Dick's grief at having to give up his bookstore was mitigated by what he knew of the new tenants. He believed in Matheson and Musk's mission. He loved the Kitchen, frequented the dining room, recommended it to everyone he knew. One of the farmers with whom Matheson now works, Paul Cure, assisted Schwartz in his book collecting for many years. Today he and his wife, Anne, provide the Kitchen with produce and the occasional lamb, pig or goat carcass.

We are brought the dessert menu. The pastry chef is Nathan Miller, who worked at Danube, Aureole and Jean Georges. True to the spirit of the Kitchen, he has refrained from creating hugely elaborate or experimental desserts here.
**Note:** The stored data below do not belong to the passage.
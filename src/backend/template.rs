//! Submission script rendering using Handlebars.

use std::collections::HashMap;
use std::path::Path;

use handlebars::Handlebars;

use crate::error::{JobControlError, Result};

/// Values every submission script is rendered with.
#[derive(Debug, Clone)]
pub struct ScriptContext<'a> {
    pub name: &'a str,
    pub nodes: u32,
    pub ncpus: u32,
    pub walltime: &'a str,
    pub executor: &'a Path,
    pub root: &'a Path,
    pub manifest: &'a Path,
}

impl ScriptContext<'_> {
    fn to_map(&self) -> HashMap<String, String> {
        let mut map = HashMap::new();
        map.insert("name".to_string(), self.name.to_string());
        map.insert("nodes".to_string(), self.nodes.to_string());
        map.insert("ncpus".to_string(), self.ncpus.to_string());
        map.insert("walltime".to_string(), self.walltime.to_string());
        map.insert("executor".to_string(), self.executor.display().to_string());
        map.insert("root".to_string(), self.root.display().to_string());
        map.insert("manifest".to_string(), self.manifest.display().to_string());
        map
    }
}

/// Renders backend templates into runnable scripts
pub struct ScriptRenderer {
    handlebars: Handlebars<'static>,
}

impl Default for ScriptRenderer {
    fn default() -> Self {
        Self::new()
    }
}

impl ScriptRenderer {
    pub fn new() -> Self {
        let mut handlebars = Handlebars::new();
        handlebars.set_strict_mode(true);
        // Shell scripts, not HTML
        handlebars.register_escape_fn(handlebars::no_escape);
        Self { handlebars }
    }

    /// Render `template` with the script context plus backend-specific extras.
    pub fn render(
        &self,
        backend: &str,
        template: &str,
        context: &ScriptContext<'_>,
        extra: &[(&str, String)],
    ) -> Result<String> {
        let mut values = context.to_map();
        for (key, value) in extra {
            values.insert((*key).to_string(), value.clone());
        }
        self.handlebars
            .render_template(template, &values)
            .map_err(|e| JobControlError::scheduler(backend, format!("Failed to render submission script: {}", e)))
    }
}
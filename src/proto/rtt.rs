//! RTT 估计与重传超时（RFC 6298 风格）
//!
//! 首个样本：`srtt = rttvar = sample`；此后
//! `rttvar = (1-β)·rttvar + β·|sample - srtt|`，`srtt = (1-α)·srtt + α·sample`。
//! `RTO = srtt + 4·rttvar`，下限 `min_rto`，可选上限 `max_rto`；每次超时翻倍。

use crate::sim::SimTime;

pub const ALPHA: f64 = 0.125;
pub const BETA: f64 = 0.25;

#[derive(Debug, Clone)]
pub struct RttEstimator {
    srtt: Option<f64>,
    rttvar: f64,
    min_rtt: Option<SimTime>,
    latest: Option<SimTime>,
    rto: SimTime,
    min_rto: SimTime,
    max_rto: Option<SimTime>,
}

impl RttEstimator {
    pub fn new(init_rto: SimTime, min_rto: SimTime, max_rto: Option<SimTime>) -> Self {
        let max_rto = max_rto.map(|m| m.max(min_rto));
        let rto = init_rto.max(min_rto);
        Self {
            srtt: None,
            rttvar: 0.0,
            min_rtt: None,
            latest: None,
            rto: max_rto.map_or(rto, |m| rto.min(m)),
            min_rto,
            max_rto,
        }
    }

    /// 记录一个 RTT 样本并据此重算 RTO（会撤销之前的指数退避）。
    pub fn on_sample(&mut self, sample: SimTime) {
        let s = sample.0 as f64;
        match self.srtt {
            None => {
                self.srtt = Some(s);
                self.rttvar = s;
            }
            Some(avg) => {
                self.rttvar = (1.0 - BETA) * self.rttvar + BETA * (s - avg).abs();
                self.srtt = Some((1.0 - ALPHA) * avg + ALPHA * s);
            }
        }
        self.latest = Some(sample);
        self.min_rtt = Some(self.min_rtt.map_or(sample, |m| m.min(sample)));
        self.rto = self.computed_rto();
    }

    fn computed_rto(&self) -> SimTime {
        let Some(srtt) = self.srtt else {
            return self.rto;
        };
        let raw = (srtt + 4.0 * self.rttvar).ceil();
        let raw = if raw >= u64::MAX as f64 { u64::MAX } else { raw as u64 };
        self.capped(SimTime(raw).max(self.min_rto))
    }

    fn capped(&self, rto: SimTime) -> SimTime {
        self.max_rto.map_or(rto, |m| rto.min(m))
    }

    /// 超时退避：RTO 翻倍（配置了上限时不超过上限）
    pub fn backoff(&mut self) {
        self.rto = self.capped(SimTime(self.rto.0.saturating_mul(2)));
    }

    pub fn rto(&self) -> SimTime {
        self.rto
    }

    pub fn min_rto(&self) -> SimTime {
        self.min_rto
    }

    /// 平滑 RTT
    pub fn srtt(&self) -> Option<SimTime> {
        self.srtt.map(|v| SimTime(v.round() as u64))
    }

    pub fn rttvar(&self) -> SimTime {
        SimTime(self.rttvar.round() as u64)
    }

    /// 观察到的最小 RTT（Vegas 的 base RTT）
    pub fn min_rtt(&self) -> Option<SimTime> {
        self.min_rtt
    }

    pub fn latest(&self) -> Option<SimTime> {
        self.latest
    }
}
The menu offers sticky toffee pudding, pot au chocolat, a housemade chocolate bar studded with additions that vary nightly from cardomom pods to hot peppers, a cheese plate and — somewhat surprisingly — that demotic treat churros, baked both tender and crisp, and served with a little pot of chocolate anglaise on the side. By the time we've sampled a few of these treats and had our coffee, we're so full we can hardly move. The beautiful waitress brings boxes for the food we haven't been able to finish.

Restaurants are supposed to make you feel the way we do as we wander back out into the freezing night air, pulling up our coat collars, talking about everything and nothing. "If you find relationships and connections in a community," Matheson had told me, "your whole life starts to find a balance."